Отведав кнута, правая и в самом деле пошла ровнее. Старый ксендз улыбнулся от удовольствия и, когда лошади подошли к дороге, живо вскочил, ласково потрепал каждую по шее, а они тянулись к нему мордами и дружески обнюхивали его лицо.
– Э-эй! – певуче крикнул Валек, вытащив из земли блестевший, как серебро, плуг. Легко приподняв его, он так натянул вожжи, что лошади описали небольшую дугу, затем всадил блестящий сошник в землю, свистнул кнутом, лошади рванулись с места так, что даже упряжь затрещала. Валек продолжал пахать широкое поле, которое под прямым углом спускалось от дороги вниз по склону и длинной пряжей вспаханных полос тянулось до самой деревни, укрытой в ложбине и тонувшей в багряной и золотой листве фруктовых садов.
Стояла теплая и дремотная тишина.
Был конец сентября, но солнце порядком пригревало.
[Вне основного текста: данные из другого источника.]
//! In-memory test doubles for the platform boundary.

use std::sync::{
    atomic::{AtomicBool, AtomicUsize, Ordering},
    Arc, Mutex,
};

use tokio::sync::{broadcast, mpsc};

use super::{AuthorizationResponse, Authorizer, Capability, Radio, ScanSignal};
use crate::{
    error::RadioError,
    model::NetworkRecord,
    notice::{Notice, Notifier},
};

#[derive(Clone)]
pub struct FakeRadio {
    inner: Arc<FakeRadioState>,
}

struct FakeRadioState {
    enabled: AtomicBool,
    enable_requests: AtomicUsize,
    triggers: AtomicUsize,
    // signal sent right after a successful trigger
    auto_complete: AtomicBool,
    deny_trigger: AtomicBool,
    fail_trigger: AtomicBool,
    results: Mutex<Result<Vec<NetworkRecord>, String>>,
    // None once closed, like a radio whose event source went away
    events: Mutex<Option<broadcast::Sender<ScanSignal>>>,
}

impl FakeRadio {
    pub fn new(results: Vec<NetworkRecord>) -> Self {
        let (events, _) = broadcast::channel(16);
        Self {
            inner: Arc::new(FakeRadioState {
                enabled: AtomicBool::new(true),
                enable_requests: AtomicUsize::new(0),
                triggers: AtomicUsize::new(0),
                auto_complete: AtomicBool::new(true),
                deny_trigger: AtomicBool::new(false),
                fail_trigger: AtomicBool::new(false),
                results: Mutex::new(Ok(results)),
                events: Mutex::new(Some(events)),
            }),
        }
    }

    pub fn disabled(self) -> Self {
        self.inner.enabled.store(false, Ordering::SeqCst);
        self
    }

    /// Never deliver the completion signal on its own.
    pub fn silent(self) -> Self {
        self.inner.auto_complete.store(false, Ordering::SeqCst);
        self
    }

    pub fn deny_trigger(&self) {
        self.inner.deny_trigger.store(true, Ordering::SeqCst);
    }

    pub fn fail_trigger(&self) {
        self.inner.fail_trigger.store(true, Ordering::SeqCst);
    }

    pub fn fail_results(&self) {
        *self.inner.results.lock().unwrap() = Err("dump failed".to_owned());
    }

    pub fn complete(&self, updated: bool) {
        if let Some(events) = self.inner.events.lock().unwrap().as_ref() {
            let _ = events.send(ScanSignal::ResultsAvailable { updated });
        }
    }

    /// Drop the sender, so listeners see the channel close.
    pub fn close(&self) {
        self.inner.events.lock().unwrap().take();
    }

    pub fn listeners(&self) -> usize {
        self.inner
            .events
            .lock()
            .unwrap()
            .as_ref()
            .map_or(0, broadcast::Sender::receiver_count)
    }

    pub fn triggers(&self) -> usize {
        self.inner.triggers.load(Ordering::SeqCst)
    }

    pub fn enable_requests(&self) -> usize {
        self.inner.enable_requests.load(Ordering::SeqCst)
    }
}

impl Radio for FakeRadio {
    fn is_enabled(&self) -> bool {
        self.inner.enabled.load(Ordering::SeqCst)
    }

    // the fake radio stays disabled, like a request the platform ignored
    fn set_enabled(&self, _enabled: bool) {
        self.inner.enable_requests.fetch_add(1, Ordering::SeqCst);
    }

    fn subscribe(&self) -> broadcast::Receiver<ScanSignal> {
        match self.inner.events.lock().unwrap().as_ref() {
            Some(events) => events.subscribe(),
            None => broadcast::channel(1).1,
        }
    }

    async fn start_scan(&self) -> Result<(), RadioError> {
        if self.inner.deny_trigger.load(Ordering::SeqCst) {
            return Err(RadioError::PermissionDenied("revoked".to_owned()));
        }
        if self.inner.fail_trigger.load(Ordering::SeqCst) {
            return Err(RadioError::CommandFailed {
                command: "scan trigger".to_owned(),
                reason: "Device or resource busy (-16)".to_owned(),
            });
        }
        self.inner.triggers.fetch_add(1, Ordering::SeqCst);
        if self.inner.auto_complete.load(Ordering::SeqCst) {
            self.complete(true);
        }
        Ok(())
    }

    async fn scan_results(&self) -> Result<Vec<NetworkRecord>, RadioError> {
        self.inner
            .results
            .lock()
            .unwrap()
            .clone()
            .map_err(|reason| RadioError::CommandFailed {
                command: "scan dump".to_owned(),
                reason,
            })
    }
}

#[derive(Clone)]
pub struct FakeAuthorizer {
    granted: Arc<AtomicBool>,
    // outcome reported for the next request
    grant_on_request: Arc<AtomicBool>,
    requests: Arc<Mutex<Vec<u32>>>,
    responses: mpsc::UnboundedSender<AuthorizationResponse>,
}

impl FakeAuthorizer {
    pub fn new(granted: bool) -> (Self, mpsc::UnboundedReceiver<AuthorizationResponse>) {
        let (tx, rx) = mpsc::unbounded_channel();
        let authorizer = Self {
            granted: Arc::new(AtomicBool::new(granted)),
            grant_on_request: Arc::new(AtomicBool::new(false)),
            requests: Arc::default(),
            responses: tx,
        };
        (authorizer, rx)
    }

    pub fn grant_on_request(&self) {
        self.grant_on_request.store(true, Ordering::SeqCst);
    }

    pub fn requests(&self) -> Vec<u32> {
        self.requests.lock().unwrap().clone()
    }
}

impl Authorizer for FakeAuthorizer {
    fn is_granted(&self) -> bool {
        self.granted.load(Ordering::SeqCst)
    }

    fn request(&self, request_id: u32) {
        self.requests.lock().unwrap().push(request_id);
        let granted = self.grant_on_request.load(Ordering::SeqCst);
        self.granted.store(granted, Ordering::SeqCst);
        let _ = self.responses.send(AuthorizationResponse {
            request_id,
            outcomes: vec![(Capability::NetAdmin, granted)],
        });
    }
}

#[derive(Clone, Default)]
pub struct RecordingNotifier {
    notices: Arc<Mutex<Vec<Notice>>>,
}

impl RecordingNotifier {
    pub fn notices(&self) -> Vec<Notice> {
        self.notices.lock().unwrap().clone()
    }
}

impl Notifier for RecordingNotifier {
    fn notify(&self, notice: Notice) {
        self.notices.lock().unwrap().push(notice);
    }
}
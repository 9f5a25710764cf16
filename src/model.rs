use std::fmt;

use chrono::NaiveDateTime;
use mac_address::MacAddress;

/// Timestamp layout shared by every line of the scan log
pub const TIMESTAMP_FORMAT: &str = "%Y-%m-%d %H:%M:%S";

/// One network seen by the radio during a scan
#[derive(Debug, Clone, PartialEq, Eq)]
pub struct NetworkRecord {
    // empty for hidden networks
    pub ssid: String,
    pub bssid: MacAddress,
    /// dBm
    pub signal_level: i32,
}

impl NetworkRecord {
    pub fn new(ssid: impl Into<String>, bssid: MacAddress, signal_level: i32) -> Self {
        Self {
            ssid: ssid.into(),
            bssid,
            signal_level,
        }
    }
}

/// Persisted form of a record, rendered without the trailing newline
pub struct ScanLogEntry<'a> {
    timestamp: &'a str,
    record: &'a NetworkRecord,
}

impl<'a> ScanLogEntry<'a> {
    pub fn new(timestamp: &'a str, record: &'a NetworkRecord) -> Self {
        Self { timestamp, record }
    }
}

impl fmt::Display for ScanLogEntry<'_> {
    fn fmt(&self, f: &mut fmt::Formatter<'_>) -> fmt::Result {
        write!(
            f,
            "{}, SSID: {}, BSSID: {}, Signal Level: {}",
            self.timestamp, self.record.ssid, self.record.bssid, self.record.signal_level
        )
    }
}

pub fn format_timestamp(at: NaiveDateTime) -> String {
    at.format(TIMESTAMP_FORMAT).to_string()
}
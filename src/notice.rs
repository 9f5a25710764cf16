//! Transient messages shown to the person running a scan.

use std::{fmt, path::PathBuf};

#[derive(Debug, Clone, PartialEq, Eq)]
pub enum Notice {
    EnablingRadio,
    AuthorizationRequired,
    ScanningStarted,
    ScanInProgress,
    ScanFailed,
    PermissionDenied,
    NoNetworksFound,
    NetworksFound(usize),
    SaveFailed,
    FileCreated(PathBuf),
    Saved(PathBuf),
    AuthorizationGranted,
    AuthorizationDenied,
    ScanTimedOut,
}

impl fmt::Display for Notice {
    fn fmt(&self, f: &mut fmt::Formatter<'_>) -> fmt::Result {
        match self {
            Notice::EnablingRadio => f.write_str("Enabling WiFi..."),
            Notice::AuthorizationRequired => {
                f.write_str("Scan permission required to scan WiFi networks.")
            }
            Notice::ScanningStarted => f.write_str("Scanning for WiFi networks..."),
            Notice::ScanInProgress => f.write_str("A scan is already in progress."),
            Notice::ScanFailed => f.write_str("Could not start WiFi scan."),
            Notice::PermissionDenied => f.write_str("Permission denied. Cannot scan WiFi networks."),
            Notice::NoNetworksFound => f.write_str("No WiFi networks found."),
            Notice::NetworksFound(n) => write!(f, "Found {n} networks."),
            Notice::SaveFailed => f.write_str("Failed to save scan results"),
            Notice::FileCreated(path) => write!(f, "File created: {}", path.display()),
            Notice::Saved(path) => write!(f, "Scan results saved to: {}", path.display()),
            Notice::AuthorizationGranted => f.write_str("Scan permission granted"),
            Notice::AuthorizationDenied => f.write_str("Scan permission denied"),
            Notice::ScanTimedOut => f.write_str("Timed out waiting for scan results."),
        }
    }
}

/// Receives notices. Delivery is fire-and-forget.
pub trait Notifier {
    fn notify(&self, notice: Notice);
}

/// Prints notices to stdout
#[derive(Debug, Default, Clone, Copy)]
pub struct ConsoleNotifier;

impl Notifier for ConsoleNotifier {
    fn notify(&self, notice: Notice) {
        println!("{notice}");
    }
}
Сейчас оно уже висело над лесом, на полпути между югом и западом, и от кустов, придорожных камней, от груш, росших в поле, и даже, кажется, от взрытых пластов сухой земли ложились холодные вечерние тени.
Тишина была в опустевших полях, упоительная сладость в воздухе, затуманенном золотой солнечной пылью. Высоко на светлой лазури неба кое-где плавали громадные белые облака, словно снежные сугробы, нанесенные ветром и потом развеянные во все стороны.
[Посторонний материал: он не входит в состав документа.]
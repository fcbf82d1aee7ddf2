//! Infrastructure adapters for configuration and logging.

pub mod config;
pub mod logging;
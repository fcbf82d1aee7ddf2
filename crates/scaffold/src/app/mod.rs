//! Application layer orchestrating domain logic and infrastructure.

pub mod layout;
pub mod scaffold;
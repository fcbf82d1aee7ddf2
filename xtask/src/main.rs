use std::collections::BTreeMap;
use std::path::{Path, PathBuf};
use std::process::Command;

use anyhow::{Context, Result};
use clap::{Parser, Subcommand};
use walkdir::WalkDir;

#[derive(Parser)]
#[command(author, version, about = "Project automation commands", long_about = None)]
struct Cli {
    #[command(subcommand)]
    command: Commands,
}

#[derive(Subcommand)]
enum Commands {
    /// Run cargo nextest with default configuration
    Nextest {
        #[arg(long)]
        profile: Option<String>,
        #[arg(long)]
        release: bool,
    },
    /// Scaffold the built-in layout twice in a scratch directory and check nothing changes
    Smoke,
}

fn main() -> Result<()> {
    let cli = Cli::parse();
    match cli.command {
        Commands::Nextest { profile, release } => run_nextest(profile, release)?,
        Commands::Smoke => run_smoke()?,
    }
    Ok(())
}

fn run_nextest(profile: Option<String>, release: bool) -> Result<()> {
    let mut cmd = Command::new("cargo");
    cmd.arg("nextest").arg("run");
    if let Some(profile) = profile {
        cmd.arg("--profile").arg(profile);
    }
    if release {
        cmd.arg("--release");
    }
    let status = cmd.status()?;
    if !status.success() {
        anyhow::bail!("cargo nextest run failed");
    }
    Ok(())
}

fn run_smoke() -> Result<()> {
    let metadata = cargo_metadata::MetadataCommand::new()
        .no_deps()
        .exec()
        .context("failed to read cargo metadata")?;
    let manifest = metadata.workspace_root.join("Cargo.toml");
    let scratch = tempfile::tempdir().context("failed to create scratch directory")?;

    run_scaffold(manifest.as_std_path(), scratch.path())?;
    let first = snapshot(scratch.path())?;
    run_scaffold(manifest.as_std_path(), scratch.path())?;
    let second = snapshot(scratch.path())?;

    if first != second {
        anyhow::bail!("second scaffold run changed the tree");
    }
    println!("smoke ok: {} entries, second run was a no-op", first.len());
    Ok(())
}

fn run_scaffold(manifest: &Path, root: &Path) -> Result<()> {
    let status = Command::new("cargo")
        .args(["run", "--quiet", "-p", "scaffold", "--manifest-path"])
        .arg(manifest)
        .arg("--")
        .arg("--root")
        .arg(root)
        .status()?;
    if !status.success() {
        anyhow::bail!("scaffold exited with {status}");
    }
    Ok(())
}

/// Relative path -> (is_dir, size) for everything under `root`.
fn snapshot(root: &Path) -> Result<BTreeMap<PathBuf, (bool, u64)>> {
    let mut tree = BTreeMap::new();
    for entry in WalkDir::new(root).min_depth(1) {
        let entry = entry?;
        let meta = entry.metadata()?;
        let rel = entry.path().strip_prefix(root)?.to_path_buf();
        tree.insert(rel, (meta.is_dir(), if meta.is_dir() { 0 } else { meta.len() }));
    }
    Ok(tree)
}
А под ними, куда ни глянь, лежали серые поля, как громадная чаша с синей каймой лесов, и через эту чашу сверкающей на солнце серебряной лентой вилась река, мелькая из-за прибрежных ольх и верб. Посреди деревни она разливалась большим продолговатым озером и по долине меж холмов бежала дальше, на север.
На дне котловины, вокруг озера, играя на солнце осенними красками садов, лежала деревня, как красно-золотистая гусеница, свернувшаяся на сером листе лопуха. От нее к лесу тянулась длинная спутанная пряжа пашен, серые холсты полей. Шнурами вились межи, густо поросшие брусникой и терном. И только кое-где на этом серебристо-сером фоне разливались струйки золота – это желтел пахучий цвет лупина. В других местах мертвенно белели пересохшие русла ручьев, тянулись дремлющие песчаные дороги, а над ними ряды могучих тополей медленно взбирались на холмы и вновь опускались к лесам.
Заглядевшийся ксендз очнулся, когда неподалеку раздался протяжный жалобный рев, от которого вороны с криками сорвались и полетели наискось, туда, где копали картофель. За ними по жнивью и пашне бежала черная дрожащая тень.
Заслонив рукой глаза, ксендз посмотрел на дорогу: со стороны леса шла какая-то девушка и тащила за собой на веревке большую рыжую корову. Проходя мимо, она поздоровалась и хотела было подойти, чтобы поцеловать у ксендза руку, но корова дернула ее в сторону и опять громко замычала.
– Что, продавать ведешь?
– Нет… к Мельникову быку… Да стой же ты, окаянная! Очумела, что ли? – кричала девушка, еле переводя дух и пытаясь удержать корову. Но та опять потянула ее на дорогу, обе побежали стремглав и скрылись в облаке пыли.
Потом по песчаной дороге прошел еврей-тряпичник. Он плелся Медленно, толкая перед собой тележку – видно, тяжело нагруженную, так как он то и дело садился отдыхать и шумно отдувался.
– Что слышно, Мошка!
– Да что слышно? Кому хорошо, о том и слышно одно хорошее… Картошки, слава богу, уродилось много, рожь славная, и капуста будет. У кого есть картошка, да рожь, да капуста – тому хорошо!
Он поцеловал у ксендза рукав, обвязал вокруг пояса лямки от тележки и покатил ее дальше – теперь ему было легче, отсюда начинался отлогий спуск.
Через некоторое время посередине дороги, поднимая ногами пыль, прошел слепой нищий, которого вела на веревочке толстая дворняжка.
Потом из леса выскочил мальчишка с бутылкой, но, завидев у дороги ксендза, сделал большой круг, чтобы избежать встречи, и помчался через поля к корчме.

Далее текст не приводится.